In YugabyteDB, since we do not have table partitions, at the end of each month we aggregate the appropriate rows from the “stats” table, insert the aggregated results into the “old_stats” table, and delete the rows from the “stats” table that were aggregated.

It’s in 2.15, should be in 2.16 stable.

You mean it auto-split, correct? In this case, can you start with just 1 tablet (not 1 tablet per node)?
That should be enough, because even with splitting you just have 3 servers for now. The same with the index.

The DELETE here is very expensive. Can you do the same with yugabytedb and dropping the tables?
Or, you can have, say, 40 tables pre-created. And you write on 30 of them. At the end of the month, you start writing on table 31, (9 are just for buffer), you do aggregate, and you TRUNCATE the tables where you want to remove the data. TRUNCATE should be as fast as DROP TABLE.

Thank you for your reply.

We bring up the yb-master and yb-tserver processes with the --enable_automatic_tablet_splitting=true command line option (per advise from this forum), which according to the YugabyteDB documentation (yb-master configuration reference | YugabyteDB Docs) will cause the tables to begin with 1 tablet per node. If there is a way to start with only 1 tablet for the entire cluster (not per node), please let me know.

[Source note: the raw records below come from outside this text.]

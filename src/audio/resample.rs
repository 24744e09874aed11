//! Box-filter sample rate conversion
//!
//! Every output sample is the mean of the input samples in its window.
//! Windows partition the input left to right, so this is a decimator: no
//! anti-aliasing is applied and content above the output Nyquist folds back.

/// Resample `samples` from `input_rate` to `output_rate`.
///
/// Equal rates return the input unchanged. The output holds
/// `round(len * output_rate / input_rate)` samples; output sample `j` averages
/// the inputs in `[round(j * ratio), round((j + 1) * ratio))`, and an empty
/// window (only possible at the tail) yields `0.0`.
pub fn resample(samples: &[f32], input_rate: u32, output_rate: u32) -> Vec<f32> {
    if input_rate == output_rate || input_rate == 0 || output_rate == 0 {
        return samples.to_vec();
    }

    let ratio = input_rate as f64 / output_rate as f64;
    let output_len = (samples.len() as f64 / ratio).round() as usize;
    let mut output = Vec::with_capacity(output_len);

    let mut offset = 0usize;
    for j in 0..output_len {
        let next_offset = ((j + 1) as f64 * ratio).round() as usize;
        let end = next_offset.min(samples.len());
        let start = offset.min(end);

        let window = &samples[start..end];
        let value = if window.is_empty() {
            0.0
        } else {
            window.iter().map(|&s| s as f64).sum::<f64>() / window.len() as f64
        };
        output.push(value as f32);

        offset = next_offset;
    }

    output
}

/// Linear interpolation to `output_rate`, for bringing wire audio up to an
/// output device rate (the box filter leaves gaps when upsampling)
pub fn interpolate_linear(samples: &[f32], input_rate: u32, output_rate: u32) -> Vec<f32> {
    if input_rate == output_rate || input_rate == 0 || output_rate == 0 || samples.is_empty() {
        return samples.to_vec();
    }

    let ratio = input_rate as f64 / output_rate as f64;
    let output_len = (samples.len() as f64 / ratio).round() as usize;
    let last = samples.len() - 1;

    (0..output_len)
        .map(|i| {
            let pos = i as f64 * ratio;
            let idx = (pos as usize).min(last);
            let next = (idx + 1).min(last);
            let fraction = (pos - idx as f64) as f32;
            samples[idx] + (samples[next] - samples[idx]) * fraction
        })
        .collect()
}

#[cfg(test)]
mod tests {
    use super::*;
    use proptest::prelude::*;

    #[test]
    fn test_48k_block_to_16k() {
        let input = vec![0.25f32; 4800];
        let output = resample(&input, 48000, 16000);
        assert_eq!(output.len(), 1600);
        assert!(output.iter().all(|&s| (s - 0.25).abs() < 1e-6));
    }

    #[test]
    fn test_window_means() {
        let input = [0.0, 0.3, 0.6, 0.9, 0.3, 0.0];
        let output = resample(&input, 48000, 16000);
        assert_eq!(output.len(), 2);
        assert!((output[0] - 0.3).abs() < 1e-6);
        assert!((output[1] - 0.4).abs() < 1e-6);
    }

    #[test]
    fn test_non_integer_ratio() {
        // 44.1k -> 16k, ratio 2.75625
        let input: Vec<f32> = (0..4096).map(|i| (i % 7) as f32 / 7.0).collect();
        let output = resample(&input, 44100, 16000);
        assert_eq!(output.len(), (4096.0f64 / 2.75625).round() as usize);
        assert!(output.iter().all(|s| s.is_finite()));
    }

    #[test]
    fn test_empty_tail_window_is_zero() {
        // 5 samples at ratio 3: round(5/3) = 2 outputs, the second window
        // is [3, 6) clipped to [3, 5)
        let output = resample(&[1.0; 5], 48000, 16000);
        assert_eq!(output, vec![1.0, 1.0]);

        // 1 sample at ratio 3 rounds to 0 outputs
        assert!(resample(&[1.0], 48000, 16000).is_empty());

        // 2 samples at ratio 3 yield one output averaging both
        assert_eq!(resample(&[0.5, 1.0], 48000, 16000), vec![0.75]);
    }

    #[test]
    fn test_upsampling_leaves_gaps_as_zero() {
        let output = resample(&[1.0, 1.0], 16000, 48000);
        assert_eq!(output.len(), 6);
        assert!(output.iter().all(|&s| s == 0.0 || s == 1.0));
    }

    #[test]
    fn test_interpolate_16k_to_48k() {
        let output = interpolate_linear(&[0.0, 0.3, 0.6], 16000, 48000);
        assert_eq!(output.len(), 9);
        assert!((output[1] - 0.1).abs() < 1e-6);
        assert!((output[3] - 0.3).abs() < 1e-6);
        assert!((output[8] - 0.6).abs() < 1e-6);
    }

    proptest! {
        #[test]
        fn prop_identity(samples in prop::collection::vec(-1.0f32..=1.0, 0..2048), rate in 8000u32..96000) {
            prop_assert_eq!(resample(&samples, rate, rate), samples);
        }

        #[test]
        fn prop_output_length(
            samples in prop::collection::vec(-1.0f32..=1.0, 0..4096),
            input_rate in prop::sample::select(vec![16000u32, 22050, 44100, 48000, 96000]),
        ) {
            let output = resample(&samples, input_rate, 16000);
            let expected = samples.len() as f64 * 16000.0 / input_rate as f64;
            prop_assert!((output.len() as f64 - expected).abs() <= 1.0);
        }

        #[test]
        fn prop_output_stays_in_range(samples in prop::collection::vec(-1.0f32..=1.0, 0..4096)) {
            let output = resample(&samples, 48000, 16000);
            prop_assert!(output.iter().all(|&s| (-1.0..=1.0).contains(&s)));
        }
    }
}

When you mention that the DELETE is “very expensive”, are you referring to the memory usage, disk space usage, or the time that is taken to perform this operation?

When you TRUNCATE a table, I assume that all its data is removed both from disk and from memory, correct?

If instead of performing TRUNCATE on a table we were to DROP it and re-CREATE it, is the concern that we could run into transaction/data inconsistency issues?

Your input is greatly appreciated.
Thank you

CREATE TABLE [YSQL] | YugabyteDB Docs and CREATE INDEX statement [YSQL] | YugabyteDB Docs

Note that range-sharded tables/indexes will have only 1 tablet by default.

CPU & memory. Because deletes are actually inserts underneath. This is true also on PostgreSQL.

Yes. But it’s file-drop like drop table.

No. Just that DROP+CREATE is heavier operation compared to TRUNCATE.

Thank you very much for your advise, I will look into implementing the schema with the multiple tables you suggest and hopefully we will see substantial improvement in terms of memory usage.

Those create tablets, which may allocate memory and use CPU (at least to send hearbeats). If they are not going to be large tables, better colocate them.

Indeed, most of the tables we have in our database are not large tables. I had thought about using colocated tables for our small tables quite a while ago, but I had seen in the YugabyteDB documentation that “Colocated tables are not currently recommended for production, as backup-restore is not yet fully supported for colocated tables.” We are running our tests with YugabyteDB version 2.14 (i.e., latest stable), since our application is targeted to run in a production environment. Does the statement in the documentation still hold true?

When you TRUNCATE a table, what happens to its tablets, do they still remain in existence?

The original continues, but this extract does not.